Yea, ok maybe Im a little loopy this morning but its probably from the lack of sleep I've been having. I've been hidding at moms for 3 weeks now since "he" left and hidding behind the computer screen, to avoid dealing with my emotions. However, Its getting close to having to deal with them because Im startin to get sad.

On a lighter note, I'm sure you girls will see the humour in this, I had me a little fun last night, while NAILING HIS ARSE to the wall with the lie about the personals ads... I opened me an account, described myself exactly as everything that I know he's attracted to, then "sent him a smile"...Yup. Took him all of what, 20 minutes after logging on to "smile back". So I copied and pasted my "smile" into our msn chat window and said "Ok now tell me you havent been "looking at other options while you've be ******** ME". Ahhhh I wish I could have seen the look on his face.

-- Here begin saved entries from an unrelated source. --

//! Depth-first walk over an XML document with a section stack, shared by the
//! XML feed parsers.
//!
//! The walker owns the "accumulate text, hand it over when the element
//! closes" loop; each feed supplies an [`ElementSink`] and optionally a
//! table of [`Leaf`] bindings that resolve leaves by their enclosing path.

use std::collections::HashMap;

use quick_xml::events::{BytesStart, Event};
use quick_xml::reader::Reader;

use crate::error::FeedError;
use crate::model::Units;

pub type Attributes = HashMap<String, String>;

/// Path of currently open elements, outermost first.
#[derive(Debug, Clone, Default, PartialEq, Eq)]
pub struct SectionStack {
    path: Vec<String>,
}

impl SectionStack {
    pub fn depth(&self) -> usize {
        self.path.len()
    }

    /// Name of the innermost open element.
    pub fn current(&self) -> &str {
        self.path.last().map(String::as_str).unwrap_or_default()
    }

    pub fn parent(&self) -> Option<&str> {
        self.path
            .len()
            .checked_sub(2)
            .and_then(|index| self.path.get(index))
            .map(String::as_str)
    }

    pub fn within(&self, section: &str) -> bool {
        self.path.iter().any(|name| name == section)
    }

    pub fn ends_with(&self, suffix: &[&str]) -> bool {
        suffix.len() <= self.path.len()
            && self
                .path
                .iter()
                .rev()
                .zip(suffix.iter().rev())
                .all(|(open, expected)| open == expected)
    }

    fn push(&mut self, name: String) {
        self.path.push(name);
    }

    fn pop(&mut self) {
        self.path.pop();
    }
}

pub trait ElementSink {
    fn open(&mut self, _stack: &SectionStack, _attributes: &Attributes) -> Result<(), FeedError> {
        Ok(())
    }

    /// Called with the element still on the stack and its trimmed text.
    fn close(&mut self, stack: &SectionStack, text: &str) -> Result<(), FeedError>;
}

/// Binds an element path to a field of a per-section scratch record.
pub struct Leaf<S> {
    /// Section that must be open somewhere above the leaf.
    pub within: &'static str,
    /// Trailing element names, innermost last.
    pub path: &'static [&'static str],
    /// Only applies under this unit setting; `None` applies always.
    pub units: Option<Units>,
    pub apply: fn(&mut S, &str),
}

/// Applies the first binding matching the closing element. Returns `false`
/// when nothing matched (including unit-mismatched siblings).
pub fn apply_leaf<S>(
    table: &[Leaf<S>],
    stack: &SectionStack,
    units: Units,
    scratch: &mut S,
    text: &str,
) -> bool {
    let matched = table.iter().find(|leaf| {
        leaf.units.is_none_or(|required| required == units)
            && stack.within(leaf.within)
            && stack.ends_with(leaf.path)
    });

    match matched {
        Some(leaf) => {
            (leaf.apply)(scratch, text);
            true
        }
        None => false,
    }
}

pub fn walk<S: ElementSink>(document: &[u8], sink: &mut S) -> Result<(), FeedError> {
    let mut reader = Reader::from_reader(document);
    reader.config_mut().trim_text(true);

    let mut buf = Vec::new();
    let mut stack = SectionStack::default();
    let mut texts: Vec<String> = Vec::new();

    loop {
        match reader.read_event_into(&mut buf) {
            Ok(Event::Start(element)) => {
                let (name, attributes) = element_parts(&element)?;
                stack.push(name);
                texts.push(String::new());
                sink.open(&stack, &attributes)?;
            }
            Ok(Event::Empty(element)) => {
                let (name, attributes) = element_parts(&element)?;
                stack.push(name);
                sink.open(&stack, &attributes)?;
                sink.close(&stack, "")?;
                stack.pop();
            }
            Ok(Event::End(_)) => {
                let text = texts.pop().unwrap_or_default();
                sink.close(&stack, text.trim())?;
                stack.pop();
            }
            Ok(Event::Text(text)) => {
                let value = text.unescape().map_err(malformed)?;
                if let Some(open) = texts.last_mut() {
                    open.push_str(&value);
                }
            }
            Ok(Event::CData(data)) => {
                let bytes = data.into_inner();
                if let Some(open) = texts.last_mut() {
                    open.push_str(&String::from_utf8_lossy(&bytes));
                }
            }
            Ok(Event::Eof) => break,
            Ok(_) => {}
            Err(error) => return Err(malformed(error)),
        }
        buf.clear();
    }

    Ok(())
}

fn element_parts(element: &BytesStart<'_>) -> Result<(String, Attributes), FeedError> {
    let name = String::from_utf8_lossy(element.name().as_ref()).into_owned();
    let mut attributes = Attributes::new();
    for attribute in element.attributes() {
        let attribute = attribute.map_err(malformed)?;
        let key = String::from_utf8_lossy(attribute.key.as_ref()).into_owned();
        let value = attribute.unescape_value().map_err(malformed)?.into_owned();
        attributes.insert(key, value);
    }
    Ok((name, attributes))
}

fn malformed(error: impl std::fmt::Display) -> FeedError {
    FeedError::Format(format!("malformed xml: {error}"))
}

#[cfg(test)]
mod tests {
    use super::*;

    #[derive(Default)]
    struct Recorder {
        opened: Vec<(String, Attributes)>,
        closed: Vec<(String, String)>,
    }

    impl ElementSink for Recorder {
        fn open(&mut self, stack: &SectionStack, attributes: &Attributes) -> Result<(), FeedError> {
            self.opened
                .push((stack.current().to_string(), attributes.clone()));
            Ok(())
        }

        fn close(&mut self, stack: &SectionStack, text: &str) -> Result<(), FeedError> {
            self.closed
                .push((stack.current().to_string(), text.to_string()));
            Ok(())
        }
    }

    #[test]
    fn walker_reports_trimmed_text_and_empty_elements() {
        let mut recorder = Recorder::default();
        walk(
            br#"<root><a>  one &amp; two </a><b kind="x"/><c><![CDATA[raw <text>]]></c></root>"#,
            &mut recorder,
        )
        .expect("walk");

        assert_eq!(
            recorder.closed,
            vec![
                ("a".to_string(), "one & two".to_string()),
                ("b".to_string(), String::new()),
                ("c".to_string(), "raw <text>".to_string()),
                ("root".to_string(), String::new()),
            ]
        );
        let b_attributes = &recorder.opened[2].1;
        assert_eq!(b_attributes.get("kind").map(String::as_str), Some("x"));
    }

    #[test]
    fn walker_rejects_mismatched_tags() {
        let mut recorder = Recorder::default();
        let error = walk(b"<root><a></b></root>", &mut recorder).expect_err("mismatch");
        assert!(matches!(error, FeedError::Format(_)));
    }

    #[test]
    fn section_stack_matches_paths_by_suffix() {
        let mut stack = SectionStack::default();
        for name in ["response", "current_observation", "display_location", "city"] {
            stack.push(name.to_string());
        }
        assert!(stack.ends_with(&["display_location", "city"]));
        assert!(!stack.ends_with(&["observation_location", "city"]));
        assert!(stack.within("current_observation"));
        assert_eq!(stack.parent(), Some("display_location"));
        assert_eq!(stack.depth(), 4);
    }

    #[derive(Default)]
    struct Scratch {
        temp: String,
    }

    const TEMPS: &[Leaf<Scratch>] = &[
        Leaf {
            within: "obs",
            path: &["temp_f"],
            units: Some(Units::Standard),
            apply: |scratch, text| scratch.temp = format!("{text}F"),
        },
        Leaf {
            within: "obs",
            path: &["temp_c"],
            units: Some(Units::Metric),
            apply: |scratch, text| scratch.temp = format!("{text}C"),
        },
    ];

    #[test]
    fn leaf_bindings_discard_unit_mismatched_siblings() {
        let mut stack = SectionStack::default();
        stack.push("obs".to_string());
        stack.push("temp_f".to_string());

        let mut scratch = Scratch::default();
        assert!(!apply_leaf(TEMPS, &stack, Units::Metric, &mut scratch, "70"));
        assert_eq!(scratch.temp, "");
        assert!(apply_leaf(TEMPS, &stack, Units::Standard, &mut scratch, "70"));
        assert_eq!(scratch.temp, "70F");
    }
}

Honestly, I think the internet is becoming one of the top 5 factors for Women losing trust in their husbands. Theres just so much out there for them to do, and get caught doing. Theres Porn sites, downloadable porn, chat rooms, instant messaging with random people, FORUMS!, singles websites, SINGLE PARENT WEBSITES!!... I tell you, If things EVER reconcile between us, and I mean like, in a year after hes had counselling, oh and proved that hes BEEN to the counselling, There will NEVER ever be a computer in my home.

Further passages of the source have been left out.